| Task input |

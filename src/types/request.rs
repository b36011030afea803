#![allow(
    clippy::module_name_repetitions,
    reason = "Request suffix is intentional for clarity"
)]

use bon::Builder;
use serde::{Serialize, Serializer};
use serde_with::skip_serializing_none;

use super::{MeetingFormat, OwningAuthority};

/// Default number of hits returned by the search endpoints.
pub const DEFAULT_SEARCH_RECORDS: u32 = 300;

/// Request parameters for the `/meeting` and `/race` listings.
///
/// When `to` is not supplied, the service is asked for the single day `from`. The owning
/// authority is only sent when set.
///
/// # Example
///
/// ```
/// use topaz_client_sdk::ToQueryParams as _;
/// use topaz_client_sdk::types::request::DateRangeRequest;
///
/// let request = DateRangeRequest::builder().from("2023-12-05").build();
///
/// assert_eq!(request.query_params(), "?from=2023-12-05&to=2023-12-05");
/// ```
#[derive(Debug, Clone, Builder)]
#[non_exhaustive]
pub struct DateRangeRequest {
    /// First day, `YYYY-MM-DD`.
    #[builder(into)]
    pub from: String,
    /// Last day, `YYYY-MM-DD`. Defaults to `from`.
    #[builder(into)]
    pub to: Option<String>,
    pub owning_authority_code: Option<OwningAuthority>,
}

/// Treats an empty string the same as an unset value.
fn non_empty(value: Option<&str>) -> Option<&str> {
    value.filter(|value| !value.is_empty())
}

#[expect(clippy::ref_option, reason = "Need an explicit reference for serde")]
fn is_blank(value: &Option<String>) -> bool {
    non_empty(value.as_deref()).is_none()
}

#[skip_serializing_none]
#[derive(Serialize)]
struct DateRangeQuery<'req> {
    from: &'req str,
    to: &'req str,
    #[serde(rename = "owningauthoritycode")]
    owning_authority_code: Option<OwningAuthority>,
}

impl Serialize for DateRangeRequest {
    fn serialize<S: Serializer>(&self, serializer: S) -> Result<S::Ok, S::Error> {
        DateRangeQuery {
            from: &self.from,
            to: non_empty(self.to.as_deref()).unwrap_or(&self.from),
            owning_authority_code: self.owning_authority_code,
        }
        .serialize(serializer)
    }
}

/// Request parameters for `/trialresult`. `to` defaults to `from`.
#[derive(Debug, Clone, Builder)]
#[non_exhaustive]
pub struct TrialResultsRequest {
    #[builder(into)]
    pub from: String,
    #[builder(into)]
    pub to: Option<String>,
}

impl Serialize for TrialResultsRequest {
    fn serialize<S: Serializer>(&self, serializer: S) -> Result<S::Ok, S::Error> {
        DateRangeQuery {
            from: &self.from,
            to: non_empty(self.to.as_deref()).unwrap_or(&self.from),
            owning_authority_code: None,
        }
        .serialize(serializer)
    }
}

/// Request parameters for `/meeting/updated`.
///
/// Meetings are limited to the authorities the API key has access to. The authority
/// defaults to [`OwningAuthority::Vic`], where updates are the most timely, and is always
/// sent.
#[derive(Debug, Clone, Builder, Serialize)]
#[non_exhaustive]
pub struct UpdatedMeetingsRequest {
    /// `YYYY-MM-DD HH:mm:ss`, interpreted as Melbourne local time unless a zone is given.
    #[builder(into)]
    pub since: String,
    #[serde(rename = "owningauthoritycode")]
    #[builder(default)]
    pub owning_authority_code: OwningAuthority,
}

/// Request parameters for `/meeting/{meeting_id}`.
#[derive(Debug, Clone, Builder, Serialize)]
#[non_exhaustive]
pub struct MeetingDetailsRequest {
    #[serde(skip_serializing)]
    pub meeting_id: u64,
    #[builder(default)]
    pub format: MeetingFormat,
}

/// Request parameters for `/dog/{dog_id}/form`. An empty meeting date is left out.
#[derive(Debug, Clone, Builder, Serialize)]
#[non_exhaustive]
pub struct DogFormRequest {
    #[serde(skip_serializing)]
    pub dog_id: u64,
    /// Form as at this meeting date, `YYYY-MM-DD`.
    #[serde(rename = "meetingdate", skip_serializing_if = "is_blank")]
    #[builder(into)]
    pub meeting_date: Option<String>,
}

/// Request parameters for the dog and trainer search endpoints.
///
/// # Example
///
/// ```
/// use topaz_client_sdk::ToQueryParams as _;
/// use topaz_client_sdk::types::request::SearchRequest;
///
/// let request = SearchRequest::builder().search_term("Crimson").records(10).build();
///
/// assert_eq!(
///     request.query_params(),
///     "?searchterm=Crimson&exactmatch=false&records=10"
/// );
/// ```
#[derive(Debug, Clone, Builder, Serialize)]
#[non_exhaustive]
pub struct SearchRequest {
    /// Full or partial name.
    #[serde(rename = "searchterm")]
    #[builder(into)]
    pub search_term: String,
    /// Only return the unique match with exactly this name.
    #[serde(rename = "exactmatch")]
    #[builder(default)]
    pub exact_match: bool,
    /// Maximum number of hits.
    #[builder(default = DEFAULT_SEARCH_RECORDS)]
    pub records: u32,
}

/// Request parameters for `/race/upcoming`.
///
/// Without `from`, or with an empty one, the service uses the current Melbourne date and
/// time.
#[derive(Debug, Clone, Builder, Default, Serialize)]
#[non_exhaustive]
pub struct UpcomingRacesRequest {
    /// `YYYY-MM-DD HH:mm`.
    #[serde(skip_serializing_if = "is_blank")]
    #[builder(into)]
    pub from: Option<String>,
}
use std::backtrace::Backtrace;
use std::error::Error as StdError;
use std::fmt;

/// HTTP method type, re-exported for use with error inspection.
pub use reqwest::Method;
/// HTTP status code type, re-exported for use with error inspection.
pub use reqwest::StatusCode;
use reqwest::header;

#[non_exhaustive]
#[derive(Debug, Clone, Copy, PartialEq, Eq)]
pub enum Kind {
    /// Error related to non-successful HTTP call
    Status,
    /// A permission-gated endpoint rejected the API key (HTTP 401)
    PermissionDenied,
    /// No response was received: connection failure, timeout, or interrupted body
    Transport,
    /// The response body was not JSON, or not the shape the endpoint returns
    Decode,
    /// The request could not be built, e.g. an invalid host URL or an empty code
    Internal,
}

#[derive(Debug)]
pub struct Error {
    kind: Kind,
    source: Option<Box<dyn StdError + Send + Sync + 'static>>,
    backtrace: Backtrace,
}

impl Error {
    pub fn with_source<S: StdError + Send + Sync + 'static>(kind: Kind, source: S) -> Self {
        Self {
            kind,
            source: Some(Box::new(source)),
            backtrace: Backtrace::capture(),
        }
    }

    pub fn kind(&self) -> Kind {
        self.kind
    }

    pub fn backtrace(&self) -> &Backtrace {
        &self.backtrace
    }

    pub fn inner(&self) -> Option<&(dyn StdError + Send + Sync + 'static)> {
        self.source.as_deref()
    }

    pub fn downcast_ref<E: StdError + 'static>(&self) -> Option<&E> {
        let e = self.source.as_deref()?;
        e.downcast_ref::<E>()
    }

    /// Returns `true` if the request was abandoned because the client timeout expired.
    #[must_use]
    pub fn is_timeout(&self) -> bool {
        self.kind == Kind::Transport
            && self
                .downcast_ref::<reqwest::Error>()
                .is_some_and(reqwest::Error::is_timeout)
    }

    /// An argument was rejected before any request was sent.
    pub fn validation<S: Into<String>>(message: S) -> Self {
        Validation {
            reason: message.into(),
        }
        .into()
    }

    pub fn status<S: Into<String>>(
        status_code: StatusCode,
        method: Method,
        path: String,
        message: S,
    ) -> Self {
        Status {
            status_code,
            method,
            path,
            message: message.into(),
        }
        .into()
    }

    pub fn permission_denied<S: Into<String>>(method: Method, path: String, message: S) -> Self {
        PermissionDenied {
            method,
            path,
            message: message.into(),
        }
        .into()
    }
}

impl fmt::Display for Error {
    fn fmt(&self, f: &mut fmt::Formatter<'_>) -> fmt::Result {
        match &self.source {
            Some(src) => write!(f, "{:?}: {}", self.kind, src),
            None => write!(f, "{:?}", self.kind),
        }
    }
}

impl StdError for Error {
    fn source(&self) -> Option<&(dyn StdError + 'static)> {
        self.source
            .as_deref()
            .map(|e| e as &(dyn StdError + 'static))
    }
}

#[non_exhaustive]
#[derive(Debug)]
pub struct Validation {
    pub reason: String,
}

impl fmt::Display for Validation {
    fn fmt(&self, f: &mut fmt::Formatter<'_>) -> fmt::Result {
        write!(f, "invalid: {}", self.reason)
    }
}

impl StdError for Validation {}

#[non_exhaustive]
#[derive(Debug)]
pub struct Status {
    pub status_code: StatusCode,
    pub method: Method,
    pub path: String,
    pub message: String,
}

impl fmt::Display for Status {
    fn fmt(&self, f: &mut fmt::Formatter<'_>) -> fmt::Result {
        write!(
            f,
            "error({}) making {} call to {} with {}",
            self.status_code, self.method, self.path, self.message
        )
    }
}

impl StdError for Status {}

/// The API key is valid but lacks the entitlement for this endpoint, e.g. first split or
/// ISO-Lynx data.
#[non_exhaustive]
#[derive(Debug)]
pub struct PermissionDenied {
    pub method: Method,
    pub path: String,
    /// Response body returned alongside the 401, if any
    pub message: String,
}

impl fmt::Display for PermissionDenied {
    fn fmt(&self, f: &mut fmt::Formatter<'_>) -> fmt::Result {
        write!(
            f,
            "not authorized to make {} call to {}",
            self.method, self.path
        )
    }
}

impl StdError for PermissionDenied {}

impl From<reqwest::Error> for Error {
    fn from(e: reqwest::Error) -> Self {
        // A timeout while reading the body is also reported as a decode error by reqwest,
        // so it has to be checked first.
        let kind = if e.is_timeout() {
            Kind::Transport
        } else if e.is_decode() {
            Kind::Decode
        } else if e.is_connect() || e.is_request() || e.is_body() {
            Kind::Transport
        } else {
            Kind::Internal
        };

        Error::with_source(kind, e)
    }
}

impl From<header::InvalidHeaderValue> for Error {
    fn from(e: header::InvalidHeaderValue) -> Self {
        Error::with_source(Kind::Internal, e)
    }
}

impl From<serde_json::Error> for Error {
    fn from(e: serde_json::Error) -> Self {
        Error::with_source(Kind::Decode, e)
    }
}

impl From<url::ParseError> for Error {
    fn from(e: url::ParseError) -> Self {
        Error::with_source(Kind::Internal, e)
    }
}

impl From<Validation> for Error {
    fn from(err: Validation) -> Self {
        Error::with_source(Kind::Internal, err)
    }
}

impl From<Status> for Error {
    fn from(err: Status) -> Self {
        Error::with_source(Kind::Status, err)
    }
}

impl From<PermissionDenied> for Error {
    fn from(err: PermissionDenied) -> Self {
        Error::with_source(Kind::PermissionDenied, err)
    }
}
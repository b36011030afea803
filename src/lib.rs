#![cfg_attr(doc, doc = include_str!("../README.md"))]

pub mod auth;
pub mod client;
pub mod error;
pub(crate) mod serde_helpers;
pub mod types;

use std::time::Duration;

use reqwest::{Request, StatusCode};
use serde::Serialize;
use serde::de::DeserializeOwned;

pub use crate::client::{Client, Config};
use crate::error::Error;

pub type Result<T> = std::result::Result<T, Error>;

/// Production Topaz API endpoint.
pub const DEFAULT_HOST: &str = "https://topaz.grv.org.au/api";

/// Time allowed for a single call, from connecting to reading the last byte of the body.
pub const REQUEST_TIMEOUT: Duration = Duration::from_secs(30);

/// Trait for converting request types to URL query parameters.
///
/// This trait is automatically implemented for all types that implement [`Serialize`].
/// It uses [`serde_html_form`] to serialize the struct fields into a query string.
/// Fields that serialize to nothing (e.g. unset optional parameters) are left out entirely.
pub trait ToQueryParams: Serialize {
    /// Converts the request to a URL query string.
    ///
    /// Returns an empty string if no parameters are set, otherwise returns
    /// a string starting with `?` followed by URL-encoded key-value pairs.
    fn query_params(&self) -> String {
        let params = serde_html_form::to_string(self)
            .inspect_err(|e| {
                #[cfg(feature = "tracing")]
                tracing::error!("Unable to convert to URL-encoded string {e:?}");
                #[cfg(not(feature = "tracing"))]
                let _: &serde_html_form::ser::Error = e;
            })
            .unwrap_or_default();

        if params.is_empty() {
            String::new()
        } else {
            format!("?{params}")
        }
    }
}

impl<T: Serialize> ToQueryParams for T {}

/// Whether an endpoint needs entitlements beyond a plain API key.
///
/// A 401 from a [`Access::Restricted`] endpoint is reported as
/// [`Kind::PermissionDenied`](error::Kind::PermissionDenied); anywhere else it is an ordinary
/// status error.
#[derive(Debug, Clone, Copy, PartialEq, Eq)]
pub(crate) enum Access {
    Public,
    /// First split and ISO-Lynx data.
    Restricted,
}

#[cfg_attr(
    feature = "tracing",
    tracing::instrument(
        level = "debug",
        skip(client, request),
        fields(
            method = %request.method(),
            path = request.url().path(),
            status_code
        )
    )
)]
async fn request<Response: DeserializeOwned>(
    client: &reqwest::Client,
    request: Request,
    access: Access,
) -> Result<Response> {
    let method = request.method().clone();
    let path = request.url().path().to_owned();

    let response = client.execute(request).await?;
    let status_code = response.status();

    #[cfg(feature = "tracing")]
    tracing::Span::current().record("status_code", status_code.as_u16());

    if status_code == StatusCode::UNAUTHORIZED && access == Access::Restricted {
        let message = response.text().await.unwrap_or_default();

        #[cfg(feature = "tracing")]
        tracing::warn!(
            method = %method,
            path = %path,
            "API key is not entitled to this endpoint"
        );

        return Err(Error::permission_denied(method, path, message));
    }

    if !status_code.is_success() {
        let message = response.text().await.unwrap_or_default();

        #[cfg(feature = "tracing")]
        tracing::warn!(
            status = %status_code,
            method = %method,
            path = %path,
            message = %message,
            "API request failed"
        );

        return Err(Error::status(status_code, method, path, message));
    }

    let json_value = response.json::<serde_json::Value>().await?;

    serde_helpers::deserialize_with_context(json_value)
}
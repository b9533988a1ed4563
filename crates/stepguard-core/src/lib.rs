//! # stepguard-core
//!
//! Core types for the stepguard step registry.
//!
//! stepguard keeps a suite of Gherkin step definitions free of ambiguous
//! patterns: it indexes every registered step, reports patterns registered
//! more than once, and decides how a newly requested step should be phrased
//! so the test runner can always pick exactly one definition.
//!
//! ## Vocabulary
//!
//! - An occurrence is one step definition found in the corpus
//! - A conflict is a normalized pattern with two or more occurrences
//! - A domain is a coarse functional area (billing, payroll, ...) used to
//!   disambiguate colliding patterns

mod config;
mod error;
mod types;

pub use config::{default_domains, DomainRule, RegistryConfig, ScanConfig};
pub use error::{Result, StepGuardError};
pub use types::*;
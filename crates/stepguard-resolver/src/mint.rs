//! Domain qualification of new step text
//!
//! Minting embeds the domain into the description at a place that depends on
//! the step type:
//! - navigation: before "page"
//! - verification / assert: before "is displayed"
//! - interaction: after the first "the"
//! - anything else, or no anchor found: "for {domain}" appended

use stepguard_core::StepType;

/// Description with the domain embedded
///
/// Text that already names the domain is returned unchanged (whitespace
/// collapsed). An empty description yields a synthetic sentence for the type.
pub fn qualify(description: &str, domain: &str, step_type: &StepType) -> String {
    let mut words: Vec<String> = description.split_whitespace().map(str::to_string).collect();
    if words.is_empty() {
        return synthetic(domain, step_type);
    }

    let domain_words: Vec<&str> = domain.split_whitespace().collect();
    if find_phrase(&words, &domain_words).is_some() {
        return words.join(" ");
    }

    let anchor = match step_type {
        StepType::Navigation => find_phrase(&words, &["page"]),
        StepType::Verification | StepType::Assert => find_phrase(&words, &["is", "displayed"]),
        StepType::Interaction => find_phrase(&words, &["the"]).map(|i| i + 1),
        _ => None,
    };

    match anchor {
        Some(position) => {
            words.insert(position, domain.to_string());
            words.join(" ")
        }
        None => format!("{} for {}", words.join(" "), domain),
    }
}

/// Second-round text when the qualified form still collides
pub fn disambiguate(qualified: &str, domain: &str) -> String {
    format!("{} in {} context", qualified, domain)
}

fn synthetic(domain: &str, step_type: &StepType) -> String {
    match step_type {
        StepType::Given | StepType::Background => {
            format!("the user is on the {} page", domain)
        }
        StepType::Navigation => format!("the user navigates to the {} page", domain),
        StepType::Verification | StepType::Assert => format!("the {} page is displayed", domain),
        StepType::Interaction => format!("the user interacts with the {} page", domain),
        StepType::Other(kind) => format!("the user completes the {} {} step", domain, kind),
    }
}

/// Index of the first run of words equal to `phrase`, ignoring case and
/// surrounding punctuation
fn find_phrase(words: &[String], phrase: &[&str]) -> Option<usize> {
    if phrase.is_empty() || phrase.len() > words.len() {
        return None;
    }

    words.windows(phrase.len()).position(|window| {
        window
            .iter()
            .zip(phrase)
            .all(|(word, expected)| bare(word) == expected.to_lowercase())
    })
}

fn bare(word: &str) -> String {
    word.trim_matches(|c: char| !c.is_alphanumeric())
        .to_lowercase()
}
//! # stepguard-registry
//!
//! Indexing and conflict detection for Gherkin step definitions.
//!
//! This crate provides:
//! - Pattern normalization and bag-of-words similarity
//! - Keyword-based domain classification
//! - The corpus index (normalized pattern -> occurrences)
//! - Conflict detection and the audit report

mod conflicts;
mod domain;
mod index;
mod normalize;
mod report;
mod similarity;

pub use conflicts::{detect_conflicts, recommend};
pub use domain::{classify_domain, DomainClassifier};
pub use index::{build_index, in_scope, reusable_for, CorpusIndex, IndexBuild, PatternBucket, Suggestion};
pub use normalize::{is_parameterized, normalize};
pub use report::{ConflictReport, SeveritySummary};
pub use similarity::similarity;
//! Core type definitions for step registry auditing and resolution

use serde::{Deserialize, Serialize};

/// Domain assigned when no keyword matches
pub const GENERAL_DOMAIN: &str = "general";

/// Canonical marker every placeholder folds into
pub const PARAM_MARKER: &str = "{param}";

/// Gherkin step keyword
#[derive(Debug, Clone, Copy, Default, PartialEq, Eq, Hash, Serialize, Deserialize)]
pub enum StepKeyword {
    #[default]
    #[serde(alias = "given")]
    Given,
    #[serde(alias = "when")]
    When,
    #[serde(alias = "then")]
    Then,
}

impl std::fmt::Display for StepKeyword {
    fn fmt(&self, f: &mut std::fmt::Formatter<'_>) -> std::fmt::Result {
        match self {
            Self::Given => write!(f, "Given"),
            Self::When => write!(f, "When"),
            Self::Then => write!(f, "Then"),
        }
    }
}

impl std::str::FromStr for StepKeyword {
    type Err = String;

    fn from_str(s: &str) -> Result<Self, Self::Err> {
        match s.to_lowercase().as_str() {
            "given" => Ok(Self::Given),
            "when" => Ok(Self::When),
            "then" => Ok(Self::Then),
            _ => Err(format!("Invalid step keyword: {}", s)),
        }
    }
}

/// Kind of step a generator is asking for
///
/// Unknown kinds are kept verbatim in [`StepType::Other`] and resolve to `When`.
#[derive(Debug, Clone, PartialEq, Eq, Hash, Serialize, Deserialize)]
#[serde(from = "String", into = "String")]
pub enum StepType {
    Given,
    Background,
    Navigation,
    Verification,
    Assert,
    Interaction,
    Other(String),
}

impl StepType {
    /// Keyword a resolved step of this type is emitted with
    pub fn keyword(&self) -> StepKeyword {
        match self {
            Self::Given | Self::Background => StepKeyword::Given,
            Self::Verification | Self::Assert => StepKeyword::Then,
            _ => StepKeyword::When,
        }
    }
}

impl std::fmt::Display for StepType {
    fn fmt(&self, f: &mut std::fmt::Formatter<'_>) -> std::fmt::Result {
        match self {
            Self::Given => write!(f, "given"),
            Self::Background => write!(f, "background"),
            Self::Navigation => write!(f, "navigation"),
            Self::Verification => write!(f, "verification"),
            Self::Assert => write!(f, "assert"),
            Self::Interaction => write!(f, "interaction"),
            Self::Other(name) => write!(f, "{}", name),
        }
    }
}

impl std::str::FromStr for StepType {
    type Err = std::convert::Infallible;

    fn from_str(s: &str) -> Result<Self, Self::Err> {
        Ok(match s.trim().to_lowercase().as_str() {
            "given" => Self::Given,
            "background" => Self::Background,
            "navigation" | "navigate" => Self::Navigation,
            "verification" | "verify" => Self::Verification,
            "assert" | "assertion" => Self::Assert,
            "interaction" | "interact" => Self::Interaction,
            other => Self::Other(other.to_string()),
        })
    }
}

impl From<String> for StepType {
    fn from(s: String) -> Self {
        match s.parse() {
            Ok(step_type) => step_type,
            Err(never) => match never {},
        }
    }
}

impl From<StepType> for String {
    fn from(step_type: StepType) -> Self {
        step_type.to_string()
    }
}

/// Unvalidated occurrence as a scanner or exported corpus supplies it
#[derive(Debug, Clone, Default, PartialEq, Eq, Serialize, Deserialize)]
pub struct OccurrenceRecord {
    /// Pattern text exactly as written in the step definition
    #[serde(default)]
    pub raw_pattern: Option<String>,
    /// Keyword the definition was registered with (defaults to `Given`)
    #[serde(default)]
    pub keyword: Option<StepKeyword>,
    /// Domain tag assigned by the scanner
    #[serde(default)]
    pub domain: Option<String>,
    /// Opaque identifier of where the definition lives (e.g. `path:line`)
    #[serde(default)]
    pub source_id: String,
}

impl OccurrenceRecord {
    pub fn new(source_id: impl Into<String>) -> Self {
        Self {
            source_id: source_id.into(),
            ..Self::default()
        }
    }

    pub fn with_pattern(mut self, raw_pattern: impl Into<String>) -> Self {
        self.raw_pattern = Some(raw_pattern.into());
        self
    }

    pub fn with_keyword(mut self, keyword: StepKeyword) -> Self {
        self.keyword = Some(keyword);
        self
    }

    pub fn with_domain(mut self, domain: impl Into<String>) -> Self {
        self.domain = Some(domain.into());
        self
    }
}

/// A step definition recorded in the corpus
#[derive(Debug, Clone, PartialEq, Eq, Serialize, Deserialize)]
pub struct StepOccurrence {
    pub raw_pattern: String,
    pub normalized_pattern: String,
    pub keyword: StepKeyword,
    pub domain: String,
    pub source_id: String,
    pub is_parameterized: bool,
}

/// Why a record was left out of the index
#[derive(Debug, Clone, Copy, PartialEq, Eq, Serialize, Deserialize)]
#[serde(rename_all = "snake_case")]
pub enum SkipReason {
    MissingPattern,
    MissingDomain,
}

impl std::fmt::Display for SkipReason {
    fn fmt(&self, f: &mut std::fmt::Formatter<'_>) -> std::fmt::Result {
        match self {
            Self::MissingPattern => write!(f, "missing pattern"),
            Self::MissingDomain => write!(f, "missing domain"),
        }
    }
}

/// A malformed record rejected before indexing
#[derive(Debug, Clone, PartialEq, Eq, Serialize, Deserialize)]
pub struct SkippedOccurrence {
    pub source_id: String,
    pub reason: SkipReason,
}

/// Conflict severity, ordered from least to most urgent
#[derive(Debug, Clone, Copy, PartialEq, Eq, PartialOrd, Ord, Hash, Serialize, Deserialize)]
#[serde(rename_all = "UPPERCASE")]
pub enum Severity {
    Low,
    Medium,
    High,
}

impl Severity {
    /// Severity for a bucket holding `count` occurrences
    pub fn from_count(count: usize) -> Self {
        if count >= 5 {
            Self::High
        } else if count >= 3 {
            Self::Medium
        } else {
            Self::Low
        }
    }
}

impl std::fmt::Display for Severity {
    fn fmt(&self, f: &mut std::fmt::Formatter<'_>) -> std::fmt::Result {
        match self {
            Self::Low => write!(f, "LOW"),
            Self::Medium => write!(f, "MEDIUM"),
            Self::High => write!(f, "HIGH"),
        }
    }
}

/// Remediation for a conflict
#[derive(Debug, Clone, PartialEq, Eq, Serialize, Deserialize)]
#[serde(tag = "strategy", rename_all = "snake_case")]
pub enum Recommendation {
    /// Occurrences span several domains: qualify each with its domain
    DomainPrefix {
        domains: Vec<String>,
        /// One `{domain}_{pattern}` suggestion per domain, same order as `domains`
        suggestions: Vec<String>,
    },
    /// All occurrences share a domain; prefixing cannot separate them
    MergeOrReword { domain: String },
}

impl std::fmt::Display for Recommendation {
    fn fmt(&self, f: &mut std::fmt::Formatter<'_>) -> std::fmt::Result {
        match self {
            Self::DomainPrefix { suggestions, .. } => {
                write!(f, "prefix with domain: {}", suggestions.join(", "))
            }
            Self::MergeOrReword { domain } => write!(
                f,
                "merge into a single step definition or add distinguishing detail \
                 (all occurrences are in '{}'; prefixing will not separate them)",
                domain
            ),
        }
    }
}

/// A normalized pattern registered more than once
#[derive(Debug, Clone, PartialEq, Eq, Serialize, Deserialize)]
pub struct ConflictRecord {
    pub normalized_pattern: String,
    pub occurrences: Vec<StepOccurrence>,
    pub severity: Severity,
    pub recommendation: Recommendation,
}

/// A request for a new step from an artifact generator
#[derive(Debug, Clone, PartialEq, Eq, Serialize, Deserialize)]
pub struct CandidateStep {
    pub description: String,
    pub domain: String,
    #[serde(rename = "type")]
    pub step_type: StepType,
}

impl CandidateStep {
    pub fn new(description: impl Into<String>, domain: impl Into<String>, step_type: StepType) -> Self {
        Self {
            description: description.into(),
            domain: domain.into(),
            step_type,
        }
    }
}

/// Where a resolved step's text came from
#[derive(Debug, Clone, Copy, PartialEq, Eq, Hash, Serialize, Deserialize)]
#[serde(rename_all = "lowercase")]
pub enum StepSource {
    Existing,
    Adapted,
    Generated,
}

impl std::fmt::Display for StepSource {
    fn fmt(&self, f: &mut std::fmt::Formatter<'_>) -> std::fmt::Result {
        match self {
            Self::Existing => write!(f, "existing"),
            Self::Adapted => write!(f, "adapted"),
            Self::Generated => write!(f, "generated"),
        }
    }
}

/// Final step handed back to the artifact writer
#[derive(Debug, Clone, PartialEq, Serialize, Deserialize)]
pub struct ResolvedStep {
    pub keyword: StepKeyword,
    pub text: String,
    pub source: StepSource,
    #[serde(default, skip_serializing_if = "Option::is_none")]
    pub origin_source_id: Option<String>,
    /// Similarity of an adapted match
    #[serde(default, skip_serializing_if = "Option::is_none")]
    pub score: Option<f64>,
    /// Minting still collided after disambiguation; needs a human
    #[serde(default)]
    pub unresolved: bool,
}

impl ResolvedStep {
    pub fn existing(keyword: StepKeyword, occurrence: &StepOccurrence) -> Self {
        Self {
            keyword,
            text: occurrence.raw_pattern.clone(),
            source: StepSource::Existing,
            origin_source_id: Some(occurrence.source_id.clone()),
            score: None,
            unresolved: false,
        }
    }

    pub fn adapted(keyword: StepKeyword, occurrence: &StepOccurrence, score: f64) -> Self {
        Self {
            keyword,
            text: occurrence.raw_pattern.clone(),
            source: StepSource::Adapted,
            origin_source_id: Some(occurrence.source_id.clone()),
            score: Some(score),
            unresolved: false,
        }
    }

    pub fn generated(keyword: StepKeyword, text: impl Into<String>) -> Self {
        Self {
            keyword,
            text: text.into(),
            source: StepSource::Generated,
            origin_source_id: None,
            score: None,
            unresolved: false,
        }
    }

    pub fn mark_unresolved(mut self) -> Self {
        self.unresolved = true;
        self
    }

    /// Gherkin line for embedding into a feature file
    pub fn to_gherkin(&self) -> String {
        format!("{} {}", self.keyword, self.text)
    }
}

| Task to carry out |
Both the line containing "pub struct UpcomingRacesRequest" and the line containing "pub enum Kind" belong in the answer. Print them and every line above that falls between them exactly, and no others.

| Answer below |
pub struct UpcomingRacesRequest {
    /// `YYYY-MM-DD HH:mm`.
    #[serde(skip_serializing_if = "is_blank")]
    #[builder(into)]
    pub from: Option<String>,
}
use std::backtrace::Backtrace;
use std::error::Error as StdError;
use std::fmt;

/// HTTP method type, re-exported for use with error inspection.
pub use reqwest::Method;
/// HTTP status code type, re-exported for use with error inspection.
pub use reqwest::StatusCode;
use reqwest::header;

#[non_exhaustive]
#[derive(Debug, Clone, Copy, PartialEq, Eq)]
pub enum Kind {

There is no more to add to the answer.